Quadesh paused, as if marshalling an inner strength. At
length he appeared to make a decision, both hands twisting
around a slim metal tube he clutched like a talisman. "Although
the Security Council talks of dissenters, Colonel, there is no
real dissent on Kinahhi. No freedom of thought or expression.
The sheh fet sees to that - anyone harboring seditious thoughts
simply disappears."

A sickeningly familiar scenario. "Disappears where?"

Quadesh stilled, hands tightening around the slim tube.
"Here, Colonel. They are brought here."

Holy crap. His mind raced back to the creatures, hungry and
violent, on the stairs. "What happens to them?"

"I do not know. But none return. I suspect they are killed."

He was probably right, it was the MO of every tin-pot dictator he'd ever encountered. Tortured, dehumanized. Then murdered. Was that who they'd encountered on the stairs? Escapees? Inmates? He lowered his weapon, slightly. "Why are you
telling me this?"

Stepping forward, Quadesh's voice dropped. "So that you
can tell your people. Stop them from signing the treaty with
Kinahhi and instead help us to gain our freedom!"

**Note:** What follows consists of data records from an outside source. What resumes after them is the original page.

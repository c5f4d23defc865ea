//! Ventilation unit facade
//!
//! Binds a [`RegisterClient`] to a device model and unit variant and exposes
//! the operations a host polling coordinator needs: probe, poll, write and
//! close.

use tracing::{debug, info};

use crate::client::RegisterClient;
use crate::codec;
use crate::config::{ConfigError, UnitConfig};
use crate::derived;
use crate::error::{ModbusError, ModbusResult};
use crate::profile::GatewayProfile;
use crate::protocol::SlaveId;
use crate::register_map::{DeviceModel, RegisterMap};
use crate::transport::{ModbusTransport, TcpTransport};
use crate::value::DecodedValueMap;

/// One configured ventilation unit.
pub struct VentilationUnit<T: ModbusTransport = TcpTransport> {
    client: RegisterClient<T>,
    map: RegisterMap,
    nominal_max_flow: Option<u16>,
}

impl VentilationUnit<TcpTransport> {
    /// Unit behind a Modbus TCP gateway. Connects on first use.
    pub fn connect_tcp(
        host: impl Into<String>,
        port: u16,
        unit: SlaveId,
        profile: GatewayProfile,
        model: DeviceModel,
        nominal_max_flow: Option<u16>,
    ) -> Self {
        Self::new(
            RegisterClient::tcp(host, port, unit, profile),
            model,
            nominal_max_flow,
        )
    }

    pub fn from_config(config: &UnitConfig) -> Result<Self, ConfigError> {
        config.validate()?;
        Ok(Self::connect_tcp(
            config.host.clone(),
            config.port,
            config.unit_id,
            config.profile(),
            config.model,
            config.nominal_max_flow(),
        ))
    }
}

impl<T: ModbusTransport + 'static> VentilationUnit<T> {
    pub fn new(client: RegisterClient<T>, model: DeviceModel, nominal_max_flow: Option<u16>) -> Self {
        Self {
            client,
            map: model.register_map(),
            nominal_max_flow,
        }
    }

    pub fn model(&self) -> DeviceModel {
        self.map.model
    }

    pub fn client(&self) -> &RegisterClient<T> {
        &self.client
    }

    /// Check that the unit answers by reading the model's first register.
    pub async fn probe(&self) -> ModbusResult<()> {
        let first = self.map.first().ok_or_else(|| {
            ModbusError::configuration(format!("{} has no registers", self.map.model))
        })?;

        match self
            .client
            .read_register_map(std::slice::from_ref(first))
            .await
        {
            Ok(values) if values.contains_key(first.key) => {
                info!("{} answered probe", self.map.model.display_name());
                Ok(())
            }
            Ok(_) => Err(ModbusError::connection(format!(
                "cannot connect: no answer for {} @{}",
                first.key, first.address
            ))),
            Err(e) => Err(ModbusError::connection(format!("cannot connect: {}", e))),
        }
    }

    /// Read the full register map and add the derived keys.
    pub async fn poll(&self) -> ModbusResult<DecodedValueMap> {
        let mut values = self.client.read_register_map(self.map.definitions()).await?;
        let derived = derived::compute(self.map.model, &values, self.nominal_max_flow);
        debug!(
            "Polled {} registers, {} derived values",
            values.len(),
            derived.len()
        );
        values.extend(derived);
        Ok(values)
    }

    pub async fn write_register(&self, address: u16, value: u16) -> ModbusResult<()> {
        self.client.write_register(address, value).await
    }

    /// Write a setpoint in °C; see [`codec::temperature_to_raw`].
    pub async fn write_temperature(&self, address: u16, celsius: f64) -> ModbusResult<()> {
        debug!(
            "Writing {} °C ({}) to {}",
            celsius,
            codec::temperature_to_raw(celsius),
            address
        );
        self.client.write_temperature(address, celsius).await
    }

    pub async fn close(&self) {
        self.client.close().await;
    }
}
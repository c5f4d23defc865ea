//! Log output for the poller binary.
//!
//! The library only emits `tracing` events; installing a subscriber is up to
//! the host. `RUST_LOG` overrides the level passed to [`init`].

use tracing_subscriber::{layer::SubscriberExt, util::SubscriberInitExt, EnvFilter};

/// Install a formatted stderr subscriber.
///
/// Fails if a global subscriber is already set.
pub fn init(level: &str) -> Result<(), Box<dyn std::error::Error + Send + Sync>> {
    let env_filter = EnvFilter::try_from_default_env().or_else(|_| EnvFilter::try_new(level))?;

    tracing_subscriber::registry()
        .with(env_filter)
        .with(tracing_subscriber::fmt::layer().with_writer(std::io::stderr))
        .try_init()?;

    Ok(())
}
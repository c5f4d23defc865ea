//! Stack-allocated Modbus PDU buffer.
//!
//! Requests built by the client are at most five bytes and responses at most
//! [`MAX_PDU_SIZE`], so a fixed array avoids a heap allocation per request.

use tracing::trace;

use crate::constants::{EXCEPTION_FLAG, MAX_PDU_SIZE};
use crate::error::{ModbusError, ModbusResult};

/// PDU bytes starting at the function code.
#[derive(Clone)]
pub struct ModbusPdu {
    data: [u8; MAX_PDU_SIZE],
    len: usize,
}

impl ModbusPdu {
    #[inline]
    pub fn new() -> Self {
        Self {
            data: [0; MAX_PDU_SIZE],
            len: 0,
        }
    }

    /// Copy a received PDU into a buffer.
    pub fn from_slice(data: &[u8]) -> ModbusResult<Self> {
        let mut pdu = Self::new();
        pdu.extend(data)?;
        Ok(pdu)
    }

    #[inline]
    pub fn push(&mut self, byte: u8) -> ModbusResult<()> {
        if self.len >= MAX_PDU_SIZE {
            return Err(ModbusError::frame("PDU buffer full"));
        }
        self.data[self.len] = byte;
        self.len += 1;
        Ok(())
    }

    /// Push a big-endian word.
    #[inline]
    pub fn push_u16(&mut self, value: u16) -> ModbusResult<()> {
        let [hi, lo] = value.to_be_bytes();
        self.push(hi)?;
        self.push(lo)
    }

    pub fn extend(&mut self, data: &[u8]) -> ModbusResult<()> {
        if self.len + data.len() > MAX_PDU_SIZE {
            return Err(ModbusError::frame(format!(
                "PDU would exceed max size: {} + {} > {}",
                self.len,
                data.len(),
                MAX_PDU_SIZE
            )));
        }
        self.data[self.len..self.len + data.len()].copy_from_slice(data);
        self.len += data.len();
        Ok(())
    }

    #[inline]
    pub fn as_slice(&self) -> &[u8] {
        &self.data[..self.len]
    }

    #[inline]
    pub fn len(&self) -> usize {
        self.len
    }

    #[inline]
    pub fn is_empty(&self) -> bool {
        self.len == 0
    }

    #[inline]
    pub fn function_code(&self) -> Option<u8> {
        self.as_slice().first().copied()
    }

    #[inline]
    pub fn is_exception(&self) -> bool {
        self.function_code()
            .map(|fc| fc & EXCEPTION_FLAG != 0)
            .unwrap_or(false)
    }

    /// Exception code of an exception PDU.
    #[inline]
    pub fn exception_code(&self) -> Option<u8> {
        if self.is_exception() {
            self.as_slice().get(1).copied()
        } else {
            None
        }
    }
}

impl Default for ModbusPdu {
    fn default() -> Self {
        Self::new()
    }
}

impl std::fmt::Debug for ModbusPdu {
    fn fmt(&self, f: &mut std::fmt::Formatter<'_>) -> std::fmt::Result {
        f.debug_struct("ModbusPdu")
            .field("bytes", &self.as_slice())
            .finish()
    }
}

impl PartialEq for ModbusPdu {
    fn eq(&self, other: &Self) -> bool {
        self.as_slice() == other.as_slice()
    }
}

impl Eq for ModbusPdu {}

/// Fluent builder for request PDUs
pub struct PduBuilder {
    pdu: ModbusPdu,
}

impl Default for PduBuilder {
    fn default() -> Self {
        Self::new()
    }
}

impl PduBuilder {
    #[inline]
    pub fn new() -> Self {
        Self {
            pdu: ModbusPdu::new(),
        }
    }

    #[inline]
    pub fn function_code(mut self, fc: u8) -> ModbusResult<Self> {
        self.pdu.push(fc)?;
        Ok(self)
    }

    #[inline]
    pub fn address(mut self, addr: u16) -> ModbusResult<Self> {
        self.pdu.push_u16(addr)?;
        Ok(self)
    }

    /// Register count for reads, register value for FC06.
    #[inline]
    pub fn word(mut self, value: u16) -> ModbusResult<Self> {
        self.pdu.push_u16(value)?;
        Ok(self)
    }

    pub fn build(self) -> ModbusPdu {
        trace!(
            "PDU built: FC={:02X?}, len={}",
            self.pdu.function_code(),
            self.pdu.len()
        );
        self.pdu
    }
}
//! Modbus protocol constants used by the ventilation client
//!
//! Only the subset of the protocol the client speaks is listed here:
//! two read function codes, one write function code and the exception
//! codes gateways are known to return.

// ============================================================================
// Frame Size Constants
// ============================================================================

/// MBAP header length without the unit id:
/// Transaction ID(2) + Protocol ID(2) + Length(2)
pub const MBAP_HEADER_LEN: usize = 6;

/// Maximum PDU size: RS485 ADU (256) - address (1) - CRC (2)
pub const MAX_PDU_SIZE: usize = 253;

/// Maximum MBAP length field value (unit id + PDU)
pub const MAX_MBAP_LENGTH: usize = 1 + MAX_PDU_SIZE;

// ============================================================================
// Register Operation Limits
// ============================================================================

/// Maximum registers per FC03/FC04 request.
///
/// Response PDU: FC(1) + byte count(1) + N*2 <= 253, so N <= 125.
pub const MAX_READ_REGISTERS: u16 = 125;

/// Smallest span that still holds a complete 32-bit value.
pub const MIN_SPAN_REGISTERS: u16 = 2;

// ============================================================================
// Modbus Function Codes
// ============================================================================

/// Read Holding Registers (FC03)
pub const FC_READ_HOLDING_REGISTERS: u8 = 0x03;

/// Read Input Registers (FC04)
pub const FC_READ_INPUT_REGISTERS: u8 = 0x04;

/// Write Single Register (FC06)
pub const FC_WRITE_SINGLE_REGISTER: u8 = 0x06;

/// Bit set in the function code of an exception response
pub const EXCEPTION_FLAG: u8 = 0x80;

// ============================================================================
// Modbus Exception Codes
// ============================================================================

/// Illegal Function
pub const EXCEPTION_ILLEGAL_FUNCTION: u8 = 0x01;

/// Illegal Data Address
pub const EXCEPTION_ILLEGAL_DATA_ADDRESS: u8 = 0x02;

/// Illegal Data Value
pub const EXCEPTION_ILLEGAL_DATA_VALUE: u8 = 0x03;

/// Server Device Failure
pub const EXCEPTION_SERVER_DEVICE_FAILURE: u8 = 0x04;

/// Acknowledge
pub const EXCEPTION_ACKNOWLEDGE: u8 = 0x05;

/// Server Device Busy
pub const EXCEPTION_SERVER_DEVICE_BUSY: u8 = 0x06;

/// Memory Parity Error
pub const EXCEPTION_MEMORY_PARITY_ERROR: u8 = 0x08;

/// Gateway Path Unavailable
pub const EXCEPTION_GATEWAY_PATH_UNAVAILABLE: u8 = 0x0A;

/// Gateway Target Device Failed to Respond
pub const EXCEPTION_GATEWAY_TARGET_FAILED: u8 = 0x0B;
//! End-to-end tests against an in-process Modbus TCP gateway.
//!
//! The gateway mimics a bridge that only implements FC03/FC06: FC04 is
//! answered with "illegal function" and input registers are served through
//! FC03 at the same addresses.

use std::collections::HashMap;
use std::sync::{Arc, Mutex};

use tokio::io::{AsyncReadExt, AsyncWriteExt};
use tokio::net::{TcpListener, TcpStream};

use systemair_modbus::{
    DeviceModel, GatewayProfile, InputAccess, RegisterClass, RegisterClient, RegisterDefinition,
    Value, VentilationUnit,
};

type Registers = Arc<Mutex<HashMap<u16, u16>>>;

async fn serve_connection(mut socket: TcpStream, registers: Registers) {
    loop {
        let mut header = [0u8; 7];
        if socket.read_exact(&mut header).await.is_err() {
            return;
        }
        let length = usize::from(u16::from_be_bytes([header[4], header[5]]));
        let mut pdu = vec![0u8; length - 1];
        if socket.read_exact(&mut pdu).await.is_err() {
            return;
        }

        let function = pdu[0];
        let address = u16::from_be_bytes([pdu[1], pdu[2]]);
        let operand = u16::from_be_bytes([pdu[3], pdu[4]]);

        let reply = match function {
            0x03 => {
                let regs = registers.lock().unwrap();
                let mut body = vec![0x03, (operand * 2) as u8];
                for offset in 0..operand {
                    let word = regs.get(&(address + offset)).copied().unwrap_or(0);
                    body.extend_from_slice(&word.to_be_bytes());
                }
                body
            }
            0x06 => {
                registers.lock().unwrap().insert(address, operand);
                pdu.clone()
            }
            other => vec![other | 0x80, 0x01],
        };

        let mut frame = Vec::with_capacity(7 + reply.len());
        frame.extend_from_slice(&header[..4]);
        frame.extend_from_slice(&((reply.len() + 1) as u16).to_be_bytes());
        frame.push(header[6]);
        frame.extend_from_slice(&reply);
        if socket.write_all(&frame).await.is_err() {
            return;
        }
    }
}

async fn start_gateway(initial: &[(u16, u16)]) -> (u16, Registers) {
    let listener = TcpListener::bind("127.0.0.1:0").await.unwrap();
    let port = listener.local_addr().unwrap().port();
    let registers: Registers = Arc::new(Mutex::new(initial.iter().copied().collect()));

    let shared = Arc::clone(&registers);
    tokio::spawn(async move {
        while let Ok((socket, _)) = listener.accept().await {
            tokio::spawn(serve_connection(socket, Arc::clone(&shared)));
        }
    });

    (port, registers)
}

#[tokio::test]
async fn test_input_fallback_over_tcp() {
    let (port, _) = start_gateway(&[(12101, 0xFFCE), (12102, 215), (12543, 210)]).await;
    let client = RegisterClient::tcp("127.0.0.1", port, 1, GatewayProfile::generic());

    let defs = [
        RegisterDefinition::input("outdoor_temperature", 12101).temperature(),
        RegisterDefinition::input("supply_temperature", 12102).temperature(),
        RegisterDefinition::input("extract_temperature", 12543).temperature(),
    ];

    let values = client.read_register_map(&defs).await.unwrap();
    assert_eq!(values["outdoor_temperature"], Value::Float(-5.0));
    assert_eq!(values["supply_temperature"], Value::Float(21.5));
    assert_eq!(values["extract_temperature"], Value::Float(21.0));
    assert_eq!(client.input_access().await, InputAccess::HoldingAlias);

    let stats = client.stats().await;
    assert_eq!(stats.connects, 1);
    // One refused FC04, then FC03 for both spans
    assert_eq!(stats.responses_received, 3);

    client.close().await;
    assert_eq!(client.input_access().await, InputAccess::Native);
}

#[tokio::test]
async fn test_write_round_trip_over_tcp() {
    let (port, registers) = start_gateway(&[]).await;
    let client = RegisterClient::tcp("127.0.0.1", port, 1, GatewayProfile::generic());

    client.write_temperature(2000, 21.5).await.unwrap();
    assert_eq!(registers.lock().unwrap().get(&2000), Some(&215));

    let words = client
        .read_registers(RegisterClass::Holding, 2000, 1)
        .await
        .unwrap();
    assert_eq!(words, vec![215]);
    client.close().await;
}

#[tokio::test]
async fn test_legacy_unit_poll_over_tcp() {
    let (port, _) = start_gateway(&[(100, 3), (600, 1), (601, 20)]).await;
    let unit = VentilationUnit::connect_tcp(
        "127.0.0.1",
        port,
        1,
        GatewayProfile::generic(),
        DeviceModel::LegacyCd4,
        None,
    );

    unit.probe().await.unwrap();
    let values = unit.poll().await.unwrap();
    assert_eq!(values["fan_speed_level"], Value::Int(3));
    assert_eq!(values["mode_status_text"], Value::from("manual_high"));
    assert_eq!(values["next_filter_change"], Value::from("10 days"));
    unit.close().await;
}

#[tokio::test]
async fn test_probe_fails_without_gateway() {
    let listener = TcpListener::bind("127.0.0.1:0").await.unwrap();
    let port = listener.local_addr().unwrap().port();
    drop(listener);

    let unit = VentilationUnit::connect_tcp(
        "127.0.0.1",
        port,
        1,
        GatewayProfile::generic(),
        DeviceModel::Save,
        None,
    );
    let err = unit.probe().await.unwrap_err();
    assert!(err.to_string().contains("cannot connect"));
}
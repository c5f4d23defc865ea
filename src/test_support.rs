//! In-memory gateway used by the unit tests.
//!
//! [`SimulatedGateway`] implements [`ModbusTransport`] over a register table
//! and records every request it sees together with the (tokio) instant it
//! arrived. Behavior knobs live in shared state so a test can keep a
//! [`GatewayHandle`] after moving the transport into a client.

use std::collections::{HashMap, VecDeque};
use std::sync::{Arc, Mutex};
use std::time::Duration;

use tokio::time::Instant;

use crate::constants::{EXCEPTION_ILLEGAL_DATA_ADDRESS, EXCEPTION_ILLEGAL_FUNCTION};
use crate::error::{ModbusError, ModbusResult};
use crate::protocol::{ModbusFunction, ModbusRequest, ModbusResponse, UnitAddressing};
use crate::transport::{ModbusTransport, TransportStats};

#[derive(Default)]
pub struct GatewayState {
    pub holding: HashMap<u16, u16>,
    pub input: HashMap<u16, u16>,
    /// Answer FC04 with "illegal function" and serve input registers via FC03.
    pub reject_input: bool,
    /// Answer reads touching unknown addresses with "illegal data address".
    pub strict_addresses: bool,
    pub reject_explicit_unit: bool,
    pub reject_default_unit: bool,
    /// Never answer.
    pub stall: bool,
    pub refuse_connect: bool,
    pub latency: Duration,
    /// Consumed one per request, before the request is served.
    pub failures: VecDeque<ModbusError>,
    pub log: Vec<(Instant, ModbusRequest)>,
    pub connects: u32,
    pub closes: u32,
    connected: bool,
}

/// Shared view on a [`SimulatedGateway`]'s state.
#[derive(Clone, Default)]
pub struct GatewayHandle(Arc<Mutex<GatewayState>>);

impl GatewayHandle {
    pub fn with<R>(&self, f: impl FnOnce(&mut GatewayState) -> R) -> R {
        let mut state = self.0.lock().unwrap();
        f(&mut state)
    }

    pub fn set_holding(&self, address: u16, value: u16) {
        self.with(|s| s.holding.insert(address, value));
    }

    pub fn set_input(&self, address: u16, value: u16) {
        self.with(|s| s.input.insert(address, value));
    }

    pub fn fail_next(&self, err: ModbusError) {
        self.with(|s| s.failures.push_back(err));
    }

    pub fn requests(&self) -> Vec<ModbusRequest> {
        self.with(|s| s.log.iter().map(|(_, r)| r.clone()).collect())
    }

    pub fn timed_requests(&self) -> Vec<(Instant, ModbusRequest)> {
        self.with(|s| s.log.clone())
    }

    pub fn count(&self, function: ModbusFunction) -> usize {
        self.with(|s| s.log.iter().filter(|(_, r)| r.function == function).count())
    }

    pub fn connects(&self) -> u32 {
        self.with(|s| s.connects)
    }

    pub fn holding(&self, address: u16) -> Option<u16> {
        self.with(|s| s.holding.get(&address).copied())
    }
}

pub struct SimulatedGateway {
    state: GatewayHandle,
    stats: TransportStats,
}

impl SimulatedGateway {
    pub fn new() -> (Self, GatewayHandle) {
        let handle = GatewayHandle::default();
        (
            Self {
                state: handle.clone(),
                stats: TransportStats::default(),
            },
            handle,
        )
    }

    fn serve(state: &mut GatewayState, request: &ModbusRequest) -> ModbusResult<ModbusResponse> {
        let unit = match request.unit {
            UnitAddressing::Explicit(unit) => unit,
            UnitAddressing::TransportDefault => 1,
        };

        match request.function {
            ModbusFunction::WriteSingleRegister => {
                state.holding.insert(request.address, request.value);
                let mut body = request.address.to_be_bytes().to_vec();
                body.extend_from_slice(&request.value.to_be_bytes());
                Ok(ModbusResponse::new(unit, request.function, body))
            }
            read => {
                if read == ModbusFunction::ReadInputRegisters && state.reject_input {
                    return Err(ModbusError::exception(read.to_u8(), EXCEPTION_ILLEGAL_FUNCTION));
                }

                let mut words = Vec::with_capacity(usize::from(request.value));
                for offset in 0..request.value {
                    let address = request.address + offset;
                    let word = match read {
                        ModbusFunction::ReadInputRegisters => state.input.get(&address),
                        // Gateways that refuse FC04 expose input registers as holding
                        _ => state
                            .holding
                            .get(&address)
                            .or_else(|| state.input.get(&address).filter(|_| state.reject_input)),
                    };
                    match word {
                        Some(&w) => words.push(w),
                        None if state.strict_addresses => {
                            return Err(ModbusError::exception(
                                read.to_u8(),
                                EXCEPTION_ILLEGAL_DATA_ADDRESS,
                            ))
                        }
                        None => words.push(0),
                    }
                }

                let mut body = vec![(words.len() * 2) as u8];
                for w in words {
                    body.extend_from_slice(&w.to_be_bytes());
                }
                Ok(ModbusResponse::new(unit, read, body))
            }
        }
    }

    fn serve_logged(
        &mut self,
        request: ModbusRequest,
    ) -> (bool, Duration, ModbusResult<ModbusResponse>) {
        self.stats.requests_sent += 1;
        let (stall, latency, outcome) = self.state.with(|s| {
            s.log.push((Instant::now(), request.clone()));

            let shape_rejected = match request.unit {
                UnitAddressing::Explicit(_) => s.reject_explicit_unit,
                UnitAddressing::TransportDefault => s.reject_default_unit,
            };
            let outcome = if shape_rejected {
                Err(ModbusError::ShapeRejected { shape: request.unit })
            } else if let Some(err) = s.failures.pop_front() {
                if err.is_transport_fault() {
                    s.connected = false;
                }
                Err(err)
            } else {
                Self::serve(s, &request)
            };
            (s.stall, s.latency, outcome)
        });

        if outcome.is_err() {
            self.stats.errors += 1;
        }
        (stall, latency, outcome)
    }
}

impl ModbusTransport for SimulatedGateway {
    fn connect(&mut self) -> impl std::future::Future<Output = ModbusResult<()>> + Send {
        let result = self.state.with(|s| {
            if s.refuse_connect {
                Err(ModbusError::connection("connection refused"))
            } else {
                if !s.connected {
                    s.connected = true;
                    s.connects += 1;
                }
                Ok(())
            }
        });
        if result.is_ok() {
            self.stats.connects += 1;
        }
        async move { result }
    }

    fn request(
        &mut self,
        request: &ModbusRequest,
    ) -> impl std::future::Future<Output = ModbusResult<ModbusResponse>> + Send {
        let request = request.clone();

        // Requests that cannot be encoded never reach the wire
        let (stall, latency, outcome) = match request.to_pdu() {
            Err(err) => (false, Duration::ZERO, Err(err)),
            Ok(_) => self.serve_logged(request),
        };

        async move {
            if stall {
                std::future::pending::<()>().await;
            }
            if !latency.is_zero() {
                tokio::time::sleep(latency).await;
            }
            outcome
        }
    }

    fn is_connected(&self) -> bool {
        self.state.with(|s| s.connected)
    }

    fn close(&mut self) -> impl std::future::Future<Output = ModbusResult<()>> + Send {
        self.state.with(|s| {
            s.connected = false;
            s.closes += 1;
        });
        async { Ok(()) }
    }

    fn get_stats(&self) -> TransportStats {
        self.stats.clone()
    }
}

Us? An image flashed into Jack's mind; the woman cradling her lost child, drowning in grief. "You one of them?" he
demanded coldly. "Do you plant bombs? Kill kids?"

Quadesh's face paled. "No! No, you misunderstand Colonel. I have never--" Closer still, his amber eyes were full of fear.
"This is the first time I have dared to act against the Security
Council. I am not a murderer, Colonel O'Neill. I swear to you."
And then, hastily, he held out the narrow tube he'd been clutching. "Please, take this as a gesture of my goodwill."

Reluctant to let go of his weapon, Jack studied the tube suspiciously. "What is it?"

"What you need," Quadesh insisted, a hint of a smile returning. "It is why you have come here, Colonel."

Jack raised his eyes. "And why have we come here?"